The Business of Show Biz: Actor RSVP
Thursday, May 21, 2015
By Velina Brown
Q: I know you mostly answer questions from actors, often about complaints regarding how unfair or poorly they've been treated by a theatre company, casting director or director. Well, I have a question. As a person who runs a small theatre company, I am amazed at the number of times I have sent out email invitations to actors for auditions for a show and how many simply never respond. I don't understand it. I know I don't have a big LORT company, but what is the deal with blowing off audition invitations? When an actor doesn't respond to an audition, I hesitate to invite them again. If an actor's not available or not interested, then they definitely shouldn't waste everyone's time by coming in to audition if they know they aren't going to take the part. But they could at least respond. What's the deal with not even acknowledging the invitation?
A: My first response to your question was, "The deal is, they are rude!" However, upon calmer reflection I remembered that it's generally bad form to lump everyone of a certain characteristic into one group. There could be a variety of reasons why some actors aren't responding to your audition invitation. Here are some possibilities:
Some actors have changed their email addresses and didn't actually receive your announcement. Actors: if you change your address, inform not only family, friends and folks you've worked with, but also folks you'd like to work with so that you reduce the number of missed opportunities.
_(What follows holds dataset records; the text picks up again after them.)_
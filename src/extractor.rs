use anyhow::{Context, Result};
use std::io::Write;
use std::path::Path;
use std::time::Instant;
use tracing::info;

use crate::args::Column;
use crate::database::SuffixDatabase;
use crate::domain::{self, Extraction};
use crate::input;

fn render(extraction: &Extraction, columns: &[Column]) -> String {
    columns
        .iter()
        .map(|column| match column {
            Column::RegisteredDomain => extraction.registered_domain(),
            Column::Fqdn => extraction.fqdn(),
            Column::Suffix => extraction.suffix.clone(),
        })
        .collect::<Vec<_>>()
        .join("\t")
}

/// Writes one line per non-blank input line, in input order.
///
/// Returns the number of lines written.
pub fn extract_domains<W: Write>(
    database: &SuffixDatabase,
    path: &Path,
    columns: &[Column],
    out: &mut W,
) -> Result<usize> {
    let start_time = Instant::now();
    info!(action = "start", component = "domain_extraction", file_path = ?path, "Starting domain extraction");

    let mut written = 0;
    for line in input::open_lines(path)? {
        let line = line?;
        let extraction = domain::extract(database, &line);
        writeln!(out, "{}", render(&extraction, columns)).context("Failed to write output")?;
        written += 1;
    }
    out.flush().context("Failed to flush output")?;

    info!(
        action = "complete",
        component = "domain_extraction",
        lines = written,
        duration_ms = start_time.elapsed().as_millis(),
        "Domain extraction completed"
    );
    Ok(written)
}

/// Reports every non-blank line that has no known public suffix as
/// `ERROR: Can not parse: <line>`. Nothing else is written.
///
/// Returns the number of lines reported.
pub fn report_unparsed<W: Write>(
    database: &SuffixDatabase,
    path: &Path,
    err: &mut W,
) -> Result<usize> {
    let start_time = Instant::now();
    info!(action = "start", component = "unparsed_report", file_path = ?path, "Checking lines for parse failures");

    let mut reported = 0;
    for line in input::open_lines(path)? {
        let line = line?;
        if domain::extract(database, &line).suffix.is_empty() {
            writeln!(err, "ERROR: Can not parse: {}", line).context("Failed to write report")?;
            reported += 1;
        }
    }
    err.flush().context("Failed to flush report")?;

    info!(
        action = "complete",
        component = "unparsed_report",
        unparsed = reported,
        duration_ms = start_time.elapsed().as_millis(),
        "Parse failure check completed"
    );
    Ok(reported)
}

#[cfg(test)]
mod tests {
    use super::*;
    use std::fs;

    fn run(content: &str, columns: &[Column]) -> (usize, String) {
        let dir = tempfile::tempdir().unwrap();
        let path = dir.path().join("hosts.txt");
        fs::write(&path, content).unwrap();

        let mut out = Vec::new();
        let written =
            extract_domains(&SuffixDatabase::builtin(), &path, columns, &mut out).unwrap();
        (written, String::from_utf8(out).unwrap())
    }

    #[test]
    fn test_prints_registered_domain_per_line() {
        let (written, output) = run(
            "www.example.co.uk\n\nhttps://mail.google.com/inbox\n   \nwww.theregister.co.uk\n",
            &[Column::RegisteredDomain],
        );
        assert_eq!(written, 3);
        assert_eq!(output, "example.co.uk\ngoogle.com\ntheregister.co.uk\n");
    }

    #[test]
    fn test_unparseable_lines_print_empty() {
        let (written, output) = run("localhost\n10.0.0.1\nco.uk\n", &[Column::RegisteredDomain]);
        assert_eq!(written, 3);
        assert_eq!(output, "\n\n\n");
    }

    #[test]
    fn test_blank_only_input_prints_nothing() {
        let (written, output) = run("\n  \n\t\n", &[Column::RegisteredDomain]);
        assert_eq!(written, 0);
        assert!(output.is_empty());
    }

    #[test]
    fn test_multiple_columns_tab_separated() {
        let (_, output) = run(
            "www.example.co.uk\n",
            &[Column::RegisteredDomain, Column::Fqdn, Column::Suffix],
        );
        assert_eq!(output, "example.co.uk\twww.example.co.uk\tco.uk\n");
    }

    #[test]
    fn test_report_lists_only_unparseable_lines() {
        let dir = tempfile::tempdir().unwrap();
        let path = dir.path().join("hosts.txt");
        fs::write(&path, "www.example.co.uk\nlocalhost\n\n10.0.0.1\nexample.com\n").unwrap();

        let mut err = Vec::new();
        let reported = report_unparsed(&SuffixDatabase::builtin(), &path, &mut err).unwrap();

        assert_eq!(reported, 2);
        assert_eq!(
            String::from_utf8(err).unwrap(),
            "ERROR: Can not parse: localhost\nERROR: Can not parse: 10.0.0.1\n"
        );
    }

    #[test]
    fn test_missing_file_propagates() {
        let dir = tempfile::tempdir().unwrap();
        let mut out = Vec::new();
        let err = extract_domains(
            &SuffixDatabase::builtin(),
            &dir.path().join("missing.txt"),
            &[Column::RegisteredDomain],
            &mut out,
        )
        .unwrap_err();

        assert!(err.to_string().contains("missing.txt"));
        assert!(out.is_empty());
    }
}
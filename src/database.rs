//! Public suffix rules used for every extraction in a run.
//!
//! A [`SuffixDatabase`] is built once at startup and passed by reference into
//! each lookup. Rules come either from the list compiled into the `psl` crate
//! or from a PSL-format file parsed with `publicsuffix`. Custom suffixes and
//! the private-rule switch layer on top of whichever list is in use.

use std::collections::HashSet;
use std::fs;
use std::path::Path;
use std::str::FromStr;
use std::time::Instant;

use tracing::{debug, info};

use crate::args::SuffixOptions;
use crate::error::ToolError;

enum Rules {
    Builtin(psl::List),
    Loaded(publicsuffix::List),
}

/// Best rule the collaborator found for a host.
#[derive(Debug, Clone, Copy, PartialEq, Eq)]
struct RuleMatch {
    len: usize,
    known: bool,
    private: bool,
}

impl Rules {
    fn lookup(&self, name: &[u8]) -> Option<RuleMatch> {
        match self {
            Rules::Builtin(list) => {
                let suffix = psl::Psl::suffix(list, name)?;
                Some(RuleMatch {
                    len: suffix.as_bytes().len(),
                    known: suffix.is_known(),
                    private: suffix.typ() == Some(psl::Type::Private),
                })
            }
            Rules::Loaded(list) => {
                let suffix = publicsuffix::Psl::suffix(list, name)?;
                Some(RuleMatch {
                    len: suffix.as_bytes().len(),
                    known: suffix.is_known(),
                    private: suffix.typ() == Some(publicsuffix::Type::Private),
                })
            }
        }
    }

    fn source(&self) -> &'static str {
        match self {
            Rules::Builtin(_) => "builtin",
            Rules::Loaded(_) => "file",
        }
    }
}

pub struct SuffixDatabase {
    rules: Rules,
    custom: HashSet<String>,
    include_private: bool,
}

impl SuffixDatabase {
    /// Database backed by the list compiled into the binary.
    pub fn builtin() -> Self {
        Self::with_rules(Rules::Builtin(psl::List))
    }

    /// Parses PSL-format text. ICANN and PRIVATE sections are recognised by
    /// their `===BEGIN ... DOMAINS===` marker comments.
    pub fn from_rules(text: &str, origin: &Path) -> Result<Self, ToolError> {
        let list = publicsuffix::List::from_str(text).map_err(|e| ToolError::SuffixList {
            path: origin.to_path_buf(),
            message: e.to_string(),
        })?;
        Ok(Self::with_rules(Rules::Loaded(list)))
    }

    pub fn from_file(path: &Path) -> Result<Self, ToolError> {
        let start_time = Instant::now();
        let text = fs::read_to_string(path).map_err(|e| ToolError::SuffixList {
            path: path.to_path_buf(),
            message: e.to_string(),
        })?;
        let database = Self::from_rules(&text, path)?;

        info!(
            action = "loaded",
            component = "suffix_database",
            file_path = ?path,
            duration_ms = start_time.elapsed().as_millis(),
            "Loaded public suffix list from file"
        );
        Ok(database)
    }

    /// Builds the database described by the shared command-line options.
    pub fn from_options(options: &SuffixOptions) -> Result<Self, ToolError> {
        let mut database = match &options.psl {
            Some(path) => Self::from_file(path)?,
            None => Self::builtin(),
        }
        .include_private(options.private);

        if let Some(custom) = &options.custom {
            for suffix in custom.split(',') {
                database.add_custom_suffix(suffix);
            }
        }

        info!(
            action = "ready",
            component = "suffix_database",
            source = database.rules.source(),
            include_private = database.include_private,
            custom_suffixes = database.custom.len(),
            "Suffix database ready"
        );
        Ok(database)
    }

    fn with_rules(rules: Rules) -> Self {
        Self {
            rules,
            custom: HashSet::new(),
            include_private: false,
        }
    }

    pub fn include_private(mut self, include: bool) -> Self {
        self.include_private = include;
        self
    }

    /// Registers an extra suffix rule. Returns `false` for entries that are
    /// empty after trimming and normalization.
    pub fn add_custom_suffix(&mut self, suffix: &str) -> bool {
        let suffix = suffix.trim().trim_matches('.').to_lowercase();
        if suffix.is_empty() {
            return false;
        }
        debug!(action = "add", component = "custom_suffix", suffix = %suffix, "Added custom suffix");
        self.custom.insert(suffix);
        true
    }

    /// Byte length of the best known public suffix at the end of `host`.
    ///
    /// `host` must already be normalized (lowercase, no trailing dot). Returns
    /// `None` when neither the list nor the custom rules know the suffix.
    pub fn known_suffix_len(&self, host: &str) -> Option<usize> {
        let listed = self.listed_suffix_len(host);
        let custom = self.custom_suffix_len(host);

        match (listed, custom) {
            (Some(listed), Some(custom)) => {
                let listed_labels = label_count(&host[host.len() - listed..]);
                let custom_labels = label_count(&host[host.len() - custom..]);
                Some(if custom_labels > listed_labels { custom } else { listed })
            }
            (listed, custom) => listed.or(custom),
        }
    }

    fn listed_suffix_len(&self, host: &str) -> Option<usize> {
        let mut candidate = host;
        loop {
            let found = self.rules.lookup(candidate.as_bytes())?;
            if !found.known || found.len == 0 {
                return None;
            }
            if self.include_private || !found.private {
                return Some(found.len);
            }

            // Fall back from a private rule to the rule under it.
            let suffix = &candidate[candidate.len() - found.len..];
            candidate = match suffix.split_once('.') {
                Some((_, parent)) => parent,
                None => return None,
            };
        }
    }

    fn custom_suffix_len(&self, host: &str) -> Option<usize> {
        if self.custom.is_empty() {
            return None;
        }
        let mut rest = host;
        loop {
            if self.custom.contains(rest) {
                return Some(rest.len());
            }
            rest = rest.split_once('.')?.1;
        }
    }
}

fn label_count(name: &str) -> usize {
    name.split('.').count()
}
There's a glitch of some sort. I almost missed out on an opportunity because for some reason the director trying to contact me wasn't able to get through to me via my primary email address. I don't know why. To this day we haven't been able to solve it. So he uses a secondary email address for me or sends me a text message. Fortunately for both of us, he didn't jump to conclusions like I just did and assume I was rude. His casting person just made initial contact via Facebook, and then I was able to offer the alternative email address.
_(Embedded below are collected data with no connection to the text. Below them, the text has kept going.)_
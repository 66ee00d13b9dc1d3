//! Host normalization and registered-domain extraction.
//!
//! Input lines may be bare hostnames or full URLs. [`normalize_host`] reduces
//! either form to a lowercase ASCII host (or an IP address), and [`extract`]
//! splits that host into subdomain, domain and public suffix using a
//! [`SuffixDatabase`].

use std::net::{IpAddr, Ipv4Addr, Ipv6Addr};

use once_cell::sync::Lazy;
use regex::Regex;
use url::Host;

use crate::database::SuffixDatabase;

static SCHEME_RE: Lazy<Regex> =
    Lazy::new(|| Regex::new(r"^(?i:[a-z0-9+.\-]+:)?//").expect("scheme pattern compiles"));

/// A line reduced to the part that suffix matching works on.
#[derive(Debug, Clone, PartialEq, Eq)]
pub enum NormalizedHost {
    Name(String),
    Ip(IpAddr),
}

/// The pieces of a host, split around its public suffix.
///
/// Any field may be empty: `com` has only a suffix, an IP address or
/// `localhost` has only a domain.
#[derive(Debug, Clone, Default, PartialEq, Eq)]
pub struct Extraction {
    pub subdomain: String,
    pub domain: String,
    pub suffix: String,
}

impl Extraction {
    /// Domain plus suffix, or an empty string when either is missing.
    pub fn registered_domain(&self) -> String {
        if self.domain.is_empty() || self.suffix.is_empty() {
            return String::new();
        }
        format!("{}.{}", self.domain, self.suffix)
    }

    /// Full host name, or an empty string when there is no registered domain.
    pub fn fqdn(&self) -> String {
        let registered = self.registered_domain();
        if registered.is_empty() || self.subdomain.is_empty() {
            return registered;
        }
        format!("{}.{}", self.subdomain, registered)
    }
}

pub fn normalize_host(input: &str) -> Option<NormalizedHost> {
    let input = input.trim();
    let without_scheme = match SCHEME_RE.find(input) {
        Some(scheme) => &input[scheme.end()..],
        None => input,
    };

    let netloc = without_scheme
        .split(['/', '?', '#'])
        .next()
        .unwrap_or_default();
    let netloc = netloc.rsplit('@').next().unwrap_or_default();

    if let Some(bracketed) = netloc.strip_prefix('[') {
        let literal = bracketed.split(']').next().unwrap_or_default();
        if let Ok(ip) = literal.parse::<Ipv6Addr>() {
            return Some(NormalizedHost::Ip(IpAddr::V6(ip)));
        }
    }

    let host = netloc
        .split(':')
        .next()
        .unwrap_or_default()
        .trim_end_matches('.')
        .to_lowercase();
    if host.is_empty() {
        return None;
    }

    if let Ok(ip) = host.parse::<Ipv4Addr>() {
        return Some(NormalizedHost::Ip(IpAddr::V4(ip)));
    }

    // IDNA-map to ASCII. Numeric shorthand like "1234" would otherwise be
    // read as an IPv4 address, so only domain results are taken.
    match Host::parse(&host) {
        Ok(Host::Domain(ascii)) if !ascii.is_empty() => Some(NormalizedHost::Name(ascii)),
        _ => Some(NormalizedHost::Name(host)),
    }
}

/// Splits one input line into its subdomain, domain and suffix.
///
/// Lines without a recognisable host (empty after normalization) give an
/// empty [`Extraction`]. Hosts with no known suffix keep their last label as
/// the domain and an empty suffix.
pub fn extract(database: &SuffixDatabase, input: &str) -> Extraction {
    let host = match normalize_host(input) {
        Some(NormalizedHost::Name(host)) => host,
        Some(NormalizedHost::Ip(ip)) => {
            return Extraction {
                domain: ip.to_string(),
                ..Extraction::default()
            }
        }
        None => return Extraction::default(),
    };

    let suffix_len = database.known_suffix_len(&host).unwrap_or(0);
    let (rest, suffix) = if suffix_len == 0 {
        (host.as_str(), "")
    } else if suffix_len >= host.len() {
        ("", host.as_str())
    } else {
        let split_at = host.len() - suffix_len;
        (&host[..split_at - 1], &host[split_at..])
    };

    let (subdomain, domain) = match rest.rsplit_once('.') {
        Some((subdomain, domain)) => (subdomain, domain),
        None => ("", rest),
    };

    Extraction {
        subdomain: subdomain.to_string(),
        domain: domain.to_string(),
        suffix: suffix.to_string(),
    }
}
Your invitation looks more like a generic, impersonal announcement. For example, actors signed up with SF Casting often receive several audition announcements per day. These are big email blasts, and the casting folks want actors to respond only if they're applying for the audition; no need to take any action if they're not available for the project. It saves the casting people a lot of time and work to hear only from those who are actually available.
If, on the other hand, you are sure your mailing list is completely up to date, there are no glitches of any kind, you've personalized the invitation by using an email program that allows you to easily include the name of each actor you are inviting in your salutation, you've conveyed in the first line of the email that you are specially requesting to see them and you've asked them to RSVP either way and they still don't respond, then we just might be dealing with a bit of rudeness. Or perhaps they're too much on automatic pilot while scrolling through their email on the go, and if they receive something that they aren't available for, they just delete it without thinking. An actor who does this is sadly forgetting that the email represents more than an audition they can't attend. It represents a person who thought about them and reached out to them. A person who is interested in the possibility of working with them—if not now, then maybe in the future.
In any case, dear director, don't take it personally when some actors don't respond. Actors are constantly told not to take personally all the rejection and lack of communication we frequently experience. I would say the same applies to directors as well. Regardless of what hat we wear in the biz, we all need to do our best to treat each other with courtesy while at the same time refraining from taking others' lack of courtesy personally, because you just never know what's going on. It likely has little to do with whether or not you are a LORT theatre and more to do with what's going on with a given actor at the time.
Therefore, actors, respond to your audition invitations. If the email looks more like a personal invitation than a general announcement for an audition you can't attend, then warmly and sincerely thank them for thinking of you.
And in fairness, theatres, inform actors when casting is completed so that they aren't left hanging indefinitely. Nobody likes to be left wondering, "What's the deal?" Good communication goes both ways.